On the host response to infection, and its clinical implications

A dysregulated host response is a key driver of clinical symptoms and outcomes in patients suffering infectious diseases. This thesis presents research on the host response in patients hospitalized for pneumonia, COVID-19, and sepsis, as reflected by plasma and bronchoalveolar proteins, immune cell phenotypes, and gene expression patterns. The overall aim is to improve our understanding of disease pathophysiology and how this relates to clinical characteristics. Part I describes the host response in different forms of pneumonia – for instance, pneumonia due to different pathogens (including SARS-CoV-2, influenza, and Streptococcus pneumoniae), or pneumonia presenting with lymphopenia – using multiplexed immunoassays, (spectral) flow cytometry, and single-cell RNA sequencing. Part II then examines two types of therapies intended to modulate the dysregulated host response in pneumonia and sepsis, macrolide antibiotics and mesenchymal stem cells, and how they affect clinical outcomes and host response trajectories.
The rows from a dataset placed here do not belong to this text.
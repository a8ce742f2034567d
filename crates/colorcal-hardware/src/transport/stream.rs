//! Link over any async byte stream.
//!
//! Any type implementing `AsyncRead + AsyncWrite + Unpin + Send` can carry a
//! device conversation: `tokio_serial::SerialStream`, a TCP bridge to a remote
//! serial server, or `tokio::io::DuplexStream` in tests.

use super::{Link, LinkKind};
use async_trait::async_trait;
use std::io;
use std::time::Duration;
use tokio::io::{AsyncRead, AsyncReadExt, AsyncWrite, AsyncWriteExt};

/// Trait alias for async serial-like I/O.
pub trait SerialPortIO: AsyncRead + AsyncWrite + Unpin + Send {}

impl<T: AsyncRead + AsyncWrite + Unpin + Send> SerialPortIO for T {}

/// Type-erased byte stream.
pub type DynSerial = Box<dyn SerialPortIO>;

/// Drain stale data from a stream.
///
/// Reads and discards until nothing arrives within `window`. Returns the number
/// of bytes discarded.
pub async fn drain_serial_buffer<R: AsyncRead + Unpin>(port: &mut R, window: Duration) -> usize {
    let mut discard = [0u8; 256];
    let deadline = tokio::time::Instant::now() + window;
    let mut total_discarded = 0usize;

    loop {
        let remaining = deadline.saturating_duration_since(tokio::time::Instant::now());
        if remaining.is_zero() {
            break;
        }
        match tokio::time::timeout(remaining, port.read(&mut discard)).await {
            Ok(Ok(0)) => break,
            Ok(Ok(n)) => total_discarded += n,
            Ok(Err(_)) => break,
            Err(_) => break,
        }
    }

    total_discarded
}

/// [`Link`] over a byte stream.
pub struct StreamLink<T: SerialPortIO> {
    io: T,
    label: String,
}

impl<T: SerialPortIO> StreamLink<T> {
    /// Wrap `io`, labelling it for logs.
    pub fn new(io: T, label: impl Into<String>) -> Self {
        Self {
            io,
            label: label.into(),
        }
    }

    /// Recover the stream.
    pub fn into_inner(self) -> T {
        self.io
    }
}

#[async_trait]
impl<T: SerialPortIO> Link for StreamLink<T> {
    fn kind(&self) -> LinkKind {
        LinkKind::Serial
    }

    fn describe(&self) -> String {
        self.label.clone()
    }

    async fn write_all(&mut self, bytes: &[u8]) -> io::Result<()> {
        self.io.write_all(bytes).await?;
        self.io.flush().await
    }

    async fn read_some(&mut self, buf: &mut [u8]) -> io::Result<usize> {
        self.io.read(buf).await
    }

    async fn drain(&mut self, window: Duration) -> usize {
        drain_serial_buffer(&mut self.io, window).await
    }
}

#[cfg(test)]
mod tests {
    use super::*;
    use crate::transport::{AsciiCodec, StatusStyle, Transport};

    #[tokio::test]
    async fn test_drain_serial_buffer() {
        let (mut host, mut device) = tokio::io::duplex(64);
        host.write_all(b"stale data 12345").await.unwrap();
        tokio::time::sleep(Duration::from_millis(10)).await;

        let discarded = drain_serial_buffer(&mut device, Duration::from_millis(50)).await;
        assert_eq!(discarded, 16);

        let mut buf = [0u8; 1];
        let read = tokio::time::timeout(Duration::from_millis(10), device.read(&mut buf)).await;
        assert!(read.is_err(), "buffer should be empty");
    }

    #[tokio::test]
    async fn test_transport_over_duplex_discards_stale_bytes() {
        let (mut host, device) = tokio::io::duplex(64);
        host.write_all(b"garbage\r").await.unwrap();
        tokio::time::sleep(Duration::from_millis(10)).await;

        let transport = Transport::new(Box::new(StreamLink::new(device, "duplex")));
        let device_side = tokio::spawn(async move {
            let mut cmd = [0u8; 2];
            host.read_exact(&mut cmd).await.unwrap();
            assert_eq!(&cmd, b"V\r");
            host.write_all(b"KS-3 V2.04\r").await.unwrap();
            host
        });

        let codec = AsciiCodec::carriage_return(StatusStyle::AngleCode);
        let reply = transport
            .ascii(&codec, "V", Duration::from_millis(500))
            .await
            .unwrap();
        assert_eq!(reply.body, "KS-3 V2.04");
        device_side.await.unwrap();
    }
}
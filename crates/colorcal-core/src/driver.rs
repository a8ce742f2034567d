//! The instrument driver contract.
//!
//! Every device family implements [`InstrumentDriver`]. All I/O operations have
//! default bodies returning [`ColorError::Unsupported`], so a driver overrides
//! only what it implements and can never leave an operation undefined. The
//! driver also lists what it overrides in
//! [`InstrumentDriver::implemented_operations`]; constructors run
//! [`verify_operations`](crate::capabilities::verify_operations) against the
//! capability bits.
//!
//! # Example
//!
//! ```rust,ignore
//! use colorcal_core::driver::InstrumentDriver;
//!
//! #[async_trait]
//! impl InstrumentDriver for Photometer {
//!     fn capabilities(&self) -> CapabilityBits { CapabilityBits::EMISSIVE }
//!     fn implemented_operations(&self) -> &'static [Operation] {
//!         &[Operation::SetMode, Operation::ReadRaw]
//!     }
//!     async fn read_raw(&mut self, mode: Mode) -> ColorResult<RawOutcome> {
//!         // talk to the device...
//!     }
//!     // everything else stays `Unsupported`
//! }
//! ```

use crate::calibration::{
    CalibrationCondition, CalibrationData, CalibrationPolicy, CalibrationRequirement,
    CalibrationStep, CalibrationType,
};
use crate::capabilities::{CapabilityBits, Mode, Operation};
use crate::data::{ConversionProfile, DeviceIdentity, InstrumentType, RawOutcome};
use crate::error::{ColorError, ColorResult};
use crate::measurement::StabilizationConfig;
use async_trait::async_trait;
use std::sync::Arc;
use std::time::Duration;

/// State of a physical trigger button.
#[derive(Debug, Clone, Copy, PartialEq, Eq)]
pub enum SwitchState {
    /// Not pressed since the last poll.
    Idle,
    /// Pressed since the last poll.
    Pressed,
}

/// Lightweight status query used by the background poller.
///
/// Implementations must hold the shared link for at most one bounded exchange
/// and return `Ok(None)` when the link is busy, so a foreground measurement is
/// never starved.
#[async_trait]
pub trait StatusPoll: Send + Sync {
    /// Query idle/trigger status once.
    async fn poll(&self) -> ColorResult<Option<SwitchState>>;
}

/// Contract implemented by every device family.
#[async_trait]
pub trait InstrumentDriver: Send {
    /// Family of this driver.
    fn instrument_type(&self) -> InstrumentType;

    /// Supported modes and features.
    fn capabilities(&self) -> CapabilityBits;

    /// Operations this driver overrides.
    fn implemented_operations(&self) -> &'static [Operation];

    /// Factory conversion data (valid after `identify`).
    fn conversion(&self) -> &ConversionProfile;

    /// Default convergence thresholds for this device.
    fn stabilization(&self) -> StabilizationConfig {
        StabilizationConfig::default()
    }

    /// Calibration types available and required in `mode`.
    fn calibration_policy(&self, _mode: Mode) -> CalibrationPolicy {
        CalibrationPolicy::default()
    }

    /// Requirement describing how `kind` is performed.
    fn requirement_for(&self, kind: CalibrationType) -> CalibrationRequirement {
        default_requirement(kind)
    }

    /// How long a completed calibration of `kind` stays valid.
    fn calibration_timeout(&self, _kind: CalibrationType) -> Option<Duration> {
        None
    }

    /// Idle age after which a persisted calibration is treated as absent.
    fn cache_timeout(&self) -> Option<Duration> {
        None
    }

    /// Status poller for devices with a trigger button.
    fn status_poll(&self) -> Option<Arc<dyn StatusPoll>> {
        None
    }

    /// Re-seed driver state derived from calibration (integration time,
    /// refresh rate) after a persisted calibration is loaded.
    fn restore(&mut self, _data: &CalibrationData) {}

    /// Read model, firmware, serial number and factory conversion data.
    async fn identify(&mut self) -> ColorResult<DeviceIdentity> {
        Err(ColorError::unsupported(Operation::Identify))
    }

    /// Put the device in `mode`.
    async fn set_mode(&mut self, _mode: Mode) -> ColorResult<()> {
        Err(ColorError::unsupported(Operation::SetMode))
    }

    /// Attempt the outstanding calibration types given the arranged condition.
    async fn calibrate(
        &mut self,
        _pending: CalibrationType,
        _condition: CalibrationCondition,
        _mode: Mode,
    ) -> ColorResult<CalibrationStep> {
        Err(ColorError::unsupported(Operation::Calibrate))
    }

    /// Whether the device itself can confirm `condition` is already met.
    ///
    /// Not capability-gated: the default simply cannot tell.
    async fn verify_condition(&mut self, _condition: CalibrationCondition) -> ColorResult<bool> {
        Ok(false)
    }

    /// Acquire one raw sample.
    async fn read_raw(&mut self, _mode: Mode) -> ColorResult<RawOutcome> {
        Err(ColorError::unsupported(Operation::ReadRaw))
    }

    /// Read the internal temperature sensor in °C.
    async fn read_temperature(&mut self) -> ColorResult<f64> {
        Err(ColorError::unsupported(Operation::ReadTemperature))
    }

    /// Select gain range `range`.
    async fn set_range(&mut self, _range: u8) -> ColorResult<()> {
        Err(ColorError::unsupported(Operation::SetRange))
    }

    /// Query the trigger switch once.
    async fn poll_switch(&mut self) -> ColorResult<SwitchState> {
        Err(ColorError::unsupported(Operation::PollSwitch))
    }
}

/// Requirement for `kind` when the driver has nothing more specific to say.
pub fn default_requirement(kind: CalibrationType) -> CalibrationRequirement {
    let condition = if kind.intersects(CalibrationType::WHITE_REFERENCE) {
        CalibrationCondition::PlaceOnWhiteReference
    } else if kind.intersects(CalibrationType::DARK) {
        CalibrationCondition::CoverSensor
    } else if kind.intersects(CalibrationType::GLOSS) {
        CalibrationCondition::PlaceOnGlossReference
    } else if kind.intersects(CalibrationType::WAVELENGTH) {
        CalibrationCondition::PlaceOnWavelengthReference
    } else {
        CalibrationCondition::None
    };
    CalibrationRequirement::new(kind, condition)
}
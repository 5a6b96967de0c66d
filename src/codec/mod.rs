//! MessagePack-RPC wire codec: [`Message`] shapes plus streaming
//! encode/decode over them.

mod decoder;
mod encoder;
mod message;

pub use decoder::decode;
pub use encoder::{encode_notification, encode_request, encode_response, encode_value};
pub use message::Message;
//! Unix domain socket transport (spec.md §4.2.1).

use std::io::{Read, Write};
use std::os::unix::net::UnixStream;

use super::{read_err, Transport};
use crate::error::{Error, Result};

/// Connects to a filesystem socket path fixed at construction.
pub struct UnixSocket {
    path: String,
    stream: Option<UnixStream>,
}

impl UnixSocket {
    /// Build a transport bound to `path`. No I/O happens until `connect`.
    pub fn new(path: impl Into<String>) -> Self {
        UnixSocket {
            path: path.into(),
            stream: None,
        }
    }
}

impl Transport for UnixSocket {
    fn connect(&mut self, _endpoint: &str) -> Result<()> {
        let stream = UnixStream::connect(&self.path)?;
        self.stream = Some(stream);
        Ok(())
    }

    fn disconnect(&mut self) {
        self.stream = None;
    }

    fn read(&mut self, buf: &mut [u8]) -> Result<usize> {
        let stream = self.stream.as_mut().ok_or(Error::ConnectionClosed)?;
        stream.read(buf).map_err(read_err)
    }

    fn write(&mut self, data: &[u8]) -> Result<()> {
        let stream = self.stream.as_mut().ok_or(Error::ConnectionClosed)?;
        stream.write_all(data).map_err(|e| {
            if e.kind() == std::io::ErrorKind::BrokenPipe {
                Error::BrokenPipe
            } else {
                Error::Io(e)
            }
        })
    }

    fn is_connected(&self) -> bool {
        self.stream.is_some()
    }
}

#[cfg(test)]
mod tests {
    use super::*;
    use std::os::unix::net::UnixListener;

    #[test]
    fn disconnected_read_and_write_never_touch_os() {
        let mut t = UnixSocket::new("/nonexistent/path/that/is/never/opened.sock");
        assert!(!t.is_connected());
        assert!(matches!(
            t.read(&mut [0u8; 4]),
            Err(Error::ConnectionClosed)
        ));
        assert!(matches!(t.write(b"x"), Err(Error::ConnectionClosed)));
    }

    #[test]
    fn connect_then_disconnect_round_trip() {
        let dir = tempfile::tempdir().unwrap();
        let path = dir.path().join("test.sock");
        let listener = UnixListener::bind(&path).unwrap();

        let accepted = std::thread::spawn(move || {
            let (mut sock, _) = listener.accept().unwrap();
            let mut buf = [0u8; 5];
            sock.read_exact(&mut buf).unwrap();
            sock.write_all(b"pong!").unwrap();
        });

        let mut t = UnixSocket::new(path.to_str().unwrap());
        t.connect("").unwrap();
        assert!(t.is_connected());
        t.write(b"ping!").unwrap();
        let mut buf = [0u8; 5];
        let n = t.read(&mut buf).unwrap();
        assert_eq!(&buf[..n], b"pong!");

        t.disconnect();
        assert!(!t.is_connected());
        t.disconnect(); // idempotent

        accepted.join().unwrap();
    }
}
This part also contains an investigation of host response trajectories in intensive care unit-acquired pneumonia. The research presented in this thesis provides detailed and wide-ranging snapshots of proteins, cells, and transcriptional pathways that may be involved in the host response, and thereby improves our understanding of the pathophysiological processes affecting patients hospitalized for infections.